- WORK REQUIRED:
Quote the entries below from the line with "#[derive(Debug, Clone)]" through the line with "pub fn track(&mut", both ends included, and only those lines.
*** Opening of RECORD SET ***
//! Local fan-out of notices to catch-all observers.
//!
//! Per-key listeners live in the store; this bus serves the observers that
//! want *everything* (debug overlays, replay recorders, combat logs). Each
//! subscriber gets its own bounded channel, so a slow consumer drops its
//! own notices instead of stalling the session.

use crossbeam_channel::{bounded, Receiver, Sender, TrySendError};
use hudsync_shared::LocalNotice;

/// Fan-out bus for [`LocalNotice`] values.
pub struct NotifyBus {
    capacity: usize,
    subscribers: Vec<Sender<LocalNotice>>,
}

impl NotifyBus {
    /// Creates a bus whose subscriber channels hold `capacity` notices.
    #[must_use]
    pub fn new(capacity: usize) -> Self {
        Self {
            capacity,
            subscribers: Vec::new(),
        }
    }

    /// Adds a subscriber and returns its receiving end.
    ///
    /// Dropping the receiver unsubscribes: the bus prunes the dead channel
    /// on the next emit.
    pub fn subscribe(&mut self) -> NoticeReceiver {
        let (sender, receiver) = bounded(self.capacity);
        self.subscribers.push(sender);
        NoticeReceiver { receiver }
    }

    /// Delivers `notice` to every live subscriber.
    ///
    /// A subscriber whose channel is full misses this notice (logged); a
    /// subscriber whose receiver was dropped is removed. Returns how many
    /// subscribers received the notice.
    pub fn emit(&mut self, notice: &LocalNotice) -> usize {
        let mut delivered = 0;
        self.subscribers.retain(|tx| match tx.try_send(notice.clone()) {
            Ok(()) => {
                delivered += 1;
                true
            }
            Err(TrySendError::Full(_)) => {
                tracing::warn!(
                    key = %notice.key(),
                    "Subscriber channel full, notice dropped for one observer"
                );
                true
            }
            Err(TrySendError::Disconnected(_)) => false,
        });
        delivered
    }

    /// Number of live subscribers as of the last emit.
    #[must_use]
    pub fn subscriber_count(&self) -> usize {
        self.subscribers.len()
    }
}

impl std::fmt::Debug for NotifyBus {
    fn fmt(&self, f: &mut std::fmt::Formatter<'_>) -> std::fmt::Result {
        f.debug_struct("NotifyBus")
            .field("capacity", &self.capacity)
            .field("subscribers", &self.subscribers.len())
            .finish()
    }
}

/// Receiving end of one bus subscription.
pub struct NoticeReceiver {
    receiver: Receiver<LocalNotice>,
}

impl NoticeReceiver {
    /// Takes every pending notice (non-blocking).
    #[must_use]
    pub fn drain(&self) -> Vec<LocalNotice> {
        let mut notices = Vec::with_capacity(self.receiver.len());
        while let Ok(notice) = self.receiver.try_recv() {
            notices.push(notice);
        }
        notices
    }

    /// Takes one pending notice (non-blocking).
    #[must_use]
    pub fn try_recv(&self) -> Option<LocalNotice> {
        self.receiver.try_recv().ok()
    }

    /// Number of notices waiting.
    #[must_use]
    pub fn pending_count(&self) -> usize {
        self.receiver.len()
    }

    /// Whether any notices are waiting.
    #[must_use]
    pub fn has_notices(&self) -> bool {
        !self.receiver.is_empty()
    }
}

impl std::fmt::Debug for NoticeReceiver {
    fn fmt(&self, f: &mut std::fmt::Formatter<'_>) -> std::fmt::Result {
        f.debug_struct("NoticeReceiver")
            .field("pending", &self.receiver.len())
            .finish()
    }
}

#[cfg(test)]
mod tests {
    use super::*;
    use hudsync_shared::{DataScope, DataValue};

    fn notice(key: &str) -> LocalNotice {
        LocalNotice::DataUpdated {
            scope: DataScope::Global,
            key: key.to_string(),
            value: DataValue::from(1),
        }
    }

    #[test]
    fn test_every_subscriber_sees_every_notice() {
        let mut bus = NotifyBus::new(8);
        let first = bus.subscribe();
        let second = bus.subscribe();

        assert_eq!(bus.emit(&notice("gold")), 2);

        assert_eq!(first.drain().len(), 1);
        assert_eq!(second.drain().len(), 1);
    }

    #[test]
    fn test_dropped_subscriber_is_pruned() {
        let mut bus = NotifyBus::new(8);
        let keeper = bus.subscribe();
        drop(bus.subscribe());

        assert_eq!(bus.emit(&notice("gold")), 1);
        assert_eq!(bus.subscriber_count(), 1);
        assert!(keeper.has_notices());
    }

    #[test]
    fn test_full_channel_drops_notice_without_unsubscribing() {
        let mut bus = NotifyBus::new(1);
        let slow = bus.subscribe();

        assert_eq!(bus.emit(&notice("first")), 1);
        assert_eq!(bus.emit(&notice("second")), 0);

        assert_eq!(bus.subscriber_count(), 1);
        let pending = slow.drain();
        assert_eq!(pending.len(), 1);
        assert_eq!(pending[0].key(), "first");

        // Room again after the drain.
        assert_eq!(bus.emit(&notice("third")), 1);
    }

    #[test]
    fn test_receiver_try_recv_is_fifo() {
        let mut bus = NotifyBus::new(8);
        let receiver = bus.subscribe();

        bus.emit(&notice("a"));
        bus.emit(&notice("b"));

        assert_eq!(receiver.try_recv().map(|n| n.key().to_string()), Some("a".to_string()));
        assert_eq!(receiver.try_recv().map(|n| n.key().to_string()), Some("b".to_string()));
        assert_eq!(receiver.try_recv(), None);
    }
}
*** Close of RECORD SET ***
*** Opening of RECORD SET ***
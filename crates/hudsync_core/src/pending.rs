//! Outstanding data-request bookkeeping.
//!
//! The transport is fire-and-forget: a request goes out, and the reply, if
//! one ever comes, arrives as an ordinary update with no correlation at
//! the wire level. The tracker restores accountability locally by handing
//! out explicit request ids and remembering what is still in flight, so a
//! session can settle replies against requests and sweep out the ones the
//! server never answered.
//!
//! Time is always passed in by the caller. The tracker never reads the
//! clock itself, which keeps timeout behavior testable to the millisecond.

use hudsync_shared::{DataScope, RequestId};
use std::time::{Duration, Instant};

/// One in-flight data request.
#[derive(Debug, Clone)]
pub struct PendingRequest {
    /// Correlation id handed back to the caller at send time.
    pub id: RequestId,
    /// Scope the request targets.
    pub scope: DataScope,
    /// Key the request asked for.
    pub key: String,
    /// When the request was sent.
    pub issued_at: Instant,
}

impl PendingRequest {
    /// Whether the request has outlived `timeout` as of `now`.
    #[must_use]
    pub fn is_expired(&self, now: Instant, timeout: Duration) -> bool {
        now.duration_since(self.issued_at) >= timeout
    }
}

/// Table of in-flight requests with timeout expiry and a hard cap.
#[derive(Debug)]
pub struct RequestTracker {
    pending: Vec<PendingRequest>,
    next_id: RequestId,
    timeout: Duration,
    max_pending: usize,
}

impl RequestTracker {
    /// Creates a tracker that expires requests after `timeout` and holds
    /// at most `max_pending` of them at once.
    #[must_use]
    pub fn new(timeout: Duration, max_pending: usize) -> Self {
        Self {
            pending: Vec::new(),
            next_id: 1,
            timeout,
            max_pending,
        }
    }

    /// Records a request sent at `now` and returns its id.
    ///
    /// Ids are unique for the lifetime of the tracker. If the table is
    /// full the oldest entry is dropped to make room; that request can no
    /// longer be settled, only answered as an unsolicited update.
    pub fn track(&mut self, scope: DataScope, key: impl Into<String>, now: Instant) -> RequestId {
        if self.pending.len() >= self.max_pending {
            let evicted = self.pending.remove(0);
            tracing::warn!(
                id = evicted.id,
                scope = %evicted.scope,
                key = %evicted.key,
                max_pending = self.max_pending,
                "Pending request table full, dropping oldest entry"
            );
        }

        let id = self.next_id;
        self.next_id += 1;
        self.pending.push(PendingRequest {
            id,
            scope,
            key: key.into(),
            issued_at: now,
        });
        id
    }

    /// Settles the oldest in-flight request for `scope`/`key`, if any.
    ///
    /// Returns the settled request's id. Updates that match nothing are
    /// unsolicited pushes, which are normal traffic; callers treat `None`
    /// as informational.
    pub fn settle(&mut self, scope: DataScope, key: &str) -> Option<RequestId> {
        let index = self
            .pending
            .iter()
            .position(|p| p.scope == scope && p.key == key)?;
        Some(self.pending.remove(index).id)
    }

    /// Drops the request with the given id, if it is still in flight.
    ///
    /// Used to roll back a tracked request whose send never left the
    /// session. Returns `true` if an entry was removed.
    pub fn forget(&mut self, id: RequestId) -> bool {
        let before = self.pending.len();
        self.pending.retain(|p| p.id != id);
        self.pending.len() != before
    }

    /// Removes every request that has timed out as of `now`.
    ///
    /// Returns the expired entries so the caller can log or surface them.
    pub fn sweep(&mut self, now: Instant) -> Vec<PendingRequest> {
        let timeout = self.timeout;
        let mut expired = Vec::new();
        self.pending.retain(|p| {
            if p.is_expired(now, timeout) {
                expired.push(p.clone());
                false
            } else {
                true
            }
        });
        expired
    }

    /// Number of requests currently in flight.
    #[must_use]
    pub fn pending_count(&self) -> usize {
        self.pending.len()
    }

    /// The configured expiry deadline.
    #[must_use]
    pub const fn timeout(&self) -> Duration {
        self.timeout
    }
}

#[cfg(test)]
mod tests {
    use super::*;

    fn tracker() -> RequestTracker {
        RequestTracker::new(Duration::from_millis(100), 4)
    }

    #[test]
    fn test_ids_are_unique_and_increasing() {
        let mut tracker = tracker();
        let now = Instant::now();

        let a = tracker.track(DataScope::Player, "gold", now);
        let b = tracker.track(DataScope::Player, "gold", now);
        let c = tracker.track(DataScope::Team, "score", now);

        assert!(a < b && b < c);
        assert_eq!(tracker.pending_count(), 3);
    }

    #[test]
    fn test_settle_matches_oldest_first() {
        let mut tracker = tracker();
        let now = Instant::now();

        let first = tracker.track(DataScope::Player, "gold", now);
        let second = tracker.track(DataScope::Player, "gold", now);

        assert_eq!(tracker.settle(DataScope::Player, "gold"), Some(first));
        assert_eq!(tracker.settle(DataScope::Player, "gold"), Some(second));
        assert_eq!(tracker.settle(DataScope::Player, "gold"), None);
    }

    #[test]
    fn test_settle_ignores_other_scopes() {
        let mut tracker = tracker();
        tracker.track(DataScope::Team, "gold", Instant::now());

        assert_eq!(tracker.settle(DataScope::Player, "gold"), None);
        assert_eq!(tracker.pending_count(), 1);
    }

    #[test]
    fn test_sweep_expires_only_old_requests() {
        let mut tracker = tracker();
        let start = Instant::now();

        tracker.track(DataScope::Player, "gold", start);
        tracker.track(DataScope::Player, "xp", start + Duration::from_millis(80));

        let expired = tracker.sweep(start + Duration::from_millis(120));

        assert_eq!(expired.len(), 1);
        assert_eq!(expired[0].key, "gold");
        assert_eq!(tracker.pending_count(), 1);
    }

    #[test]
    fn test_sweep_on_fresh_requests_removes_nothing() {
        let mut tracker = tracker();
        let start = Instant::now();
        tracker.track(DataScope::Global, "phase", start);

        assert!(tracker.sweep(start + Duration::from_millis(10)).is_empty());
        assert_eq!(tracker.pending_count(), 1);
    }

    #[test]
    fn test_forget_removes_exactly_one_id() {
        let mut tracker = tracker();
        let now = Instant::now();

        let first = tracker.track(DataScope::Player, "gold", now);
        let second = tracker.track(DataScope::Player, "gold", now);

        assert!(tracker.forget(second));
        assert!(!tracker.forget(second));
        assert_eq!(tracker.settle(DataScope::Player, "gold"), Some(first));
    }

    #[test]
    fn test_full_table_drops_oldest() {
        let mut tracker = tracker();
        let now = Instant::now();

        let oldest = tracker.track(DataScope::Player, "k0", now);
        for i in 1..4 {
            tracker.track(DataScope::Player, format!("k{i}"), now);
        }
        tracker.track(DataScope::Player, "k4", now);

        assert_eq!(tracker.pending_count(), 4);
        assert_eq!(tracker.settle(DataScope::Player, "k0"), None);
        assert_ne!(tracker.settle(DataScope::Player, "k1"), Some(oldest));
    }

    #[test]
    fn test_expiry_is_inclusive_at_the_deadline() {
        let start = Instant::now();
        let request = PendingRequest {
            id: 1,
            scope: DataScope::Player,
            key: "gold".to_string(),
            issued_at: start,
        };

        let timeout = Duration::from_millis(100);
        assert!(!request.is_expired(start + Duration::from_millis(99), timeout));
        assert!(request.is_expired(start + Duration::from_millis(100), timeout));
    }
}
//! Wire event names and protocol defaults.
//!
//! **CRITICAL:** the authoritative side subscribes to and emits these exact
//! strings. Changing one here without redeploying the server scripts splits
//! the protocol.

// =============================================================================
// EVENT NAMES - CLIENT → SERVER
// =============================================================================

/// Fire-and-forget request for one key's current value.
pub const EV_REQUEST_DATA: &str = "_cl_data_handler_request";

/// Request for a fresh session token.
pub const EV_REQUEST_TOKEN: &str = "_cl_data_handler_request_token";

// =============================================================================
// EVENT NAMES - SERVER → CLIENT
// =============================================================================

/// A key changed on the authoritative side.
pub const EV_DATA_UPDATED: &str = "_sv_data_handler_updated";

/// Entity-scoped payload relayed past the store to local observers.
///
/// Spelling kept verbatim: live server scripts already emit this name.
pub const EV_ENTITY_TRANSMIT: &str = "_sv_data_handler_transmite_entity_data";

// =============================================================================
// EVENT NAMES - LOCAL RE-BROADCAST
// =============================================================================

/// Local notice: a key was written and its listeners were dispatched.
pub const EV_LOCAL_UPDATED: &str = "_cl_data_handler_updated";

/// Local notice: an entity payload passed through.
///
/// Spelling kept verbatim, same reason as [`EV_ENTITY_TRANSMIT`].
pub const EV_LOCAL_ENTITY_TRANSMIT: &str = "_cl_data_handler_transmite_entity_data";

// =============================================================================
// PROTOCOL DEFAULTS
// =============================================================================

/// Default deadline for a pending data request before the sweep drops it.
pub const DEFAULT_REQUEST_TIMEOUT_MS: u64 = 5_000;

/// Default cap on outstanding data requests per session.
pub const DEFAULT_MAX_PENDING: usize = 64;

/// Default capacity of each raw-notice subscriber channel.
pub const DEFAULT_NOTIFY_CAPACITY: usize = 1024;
*** Close of RECORD SET ***
- ANSWER TO THIS TASK:
#[derive(Debug, Clone)]
pub struct PendingRequest {
    /// Correlation id handed back to the caller at send time.
    pub id: RequestId,
    /// Scope the request targets.
    pub scope: DataScope,
    /// Key the request asked for.
    pub key: String,
    /// When the request was sent.
    pub issued_at: Instant,
}

impl PendingRequest {
    /// Whether the request has outlived `timeout` as of `now`.
    #[must_use]
    pub fn is_expired(&self, now: Instant, timeout: Duration) -> bool {
        now.duration_since(self.issued_at) >= timeout
    }
}

/// Table of in-flight requests with timeout expiry and a hard cap.
#[derive(Debug)]
pub struct RequestTracker {
    pending: Vec<PendingRequest>,
    next_id: RequestId,
    timeout: Duration,
    max_pending: usize,
}

impl RequestTracker {
    /// Creates a tracker that expires requests after `timeout` and holds
    /// at most `max_pending` of them at once.
    #[must_use]
    pub fn new(timeout: Duration, max_pending: usize) -> Self {
        Self {
            pending: Vec::new(),
            next_id: 1,
            timeout,
            max_pending,
        }
    }

    /// Records a request sent at `now` and returns its id.
    ///
    /// Ids are unique for the lifetime of the tracker. If the table is
    /// full the oldest entry is dropped to make room; that request can no
    /// longer be settled, only answered as an unsolicited update.
    pub fn track(&mut self, scope: DataScope, key: impl Into<String>, now: Instant) -> RequestId {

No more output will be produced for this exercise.